EXERCISE INSTRUCTIONS: Scan the entries below. Report each line where the string "match" occurs.

(Collected data entries)

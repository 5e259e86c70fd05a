use actix_web::{HttpRequest, HttpResponse, Result as ActixResult};

use super::MessageService;
use crate::models::messages::responses::InboxResponse;
use crate::models::{ApiResponse, ErrorCode};
use crate::services::{current_user, internal_error, storage_of};

pub async fn inbox(_service: &MessageService, request: &HttpRequest) -> ActixResult<HttpResponse> {
    let user = match current_user(request) {
        Ok(user) => user,
        Err(response) => return Ok(response),
    };
    let storage = storage_of(request)?;

    match storage.list_messages_to(&user.username).await {
        Ok(items) => Ok(HttpResponse::Ok().json(ApiResponse::success(InboxResponse { items }, "Mesajlar alındı."))),
        Err(e) => Ok(internal_error(ErrorCode::InternalServerError, "Failed to list messages", e)),
    }
}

RESULT OF THE TASK:
    let user = match current_user(request) {
    match storage.list_messages_to(&user.username).await {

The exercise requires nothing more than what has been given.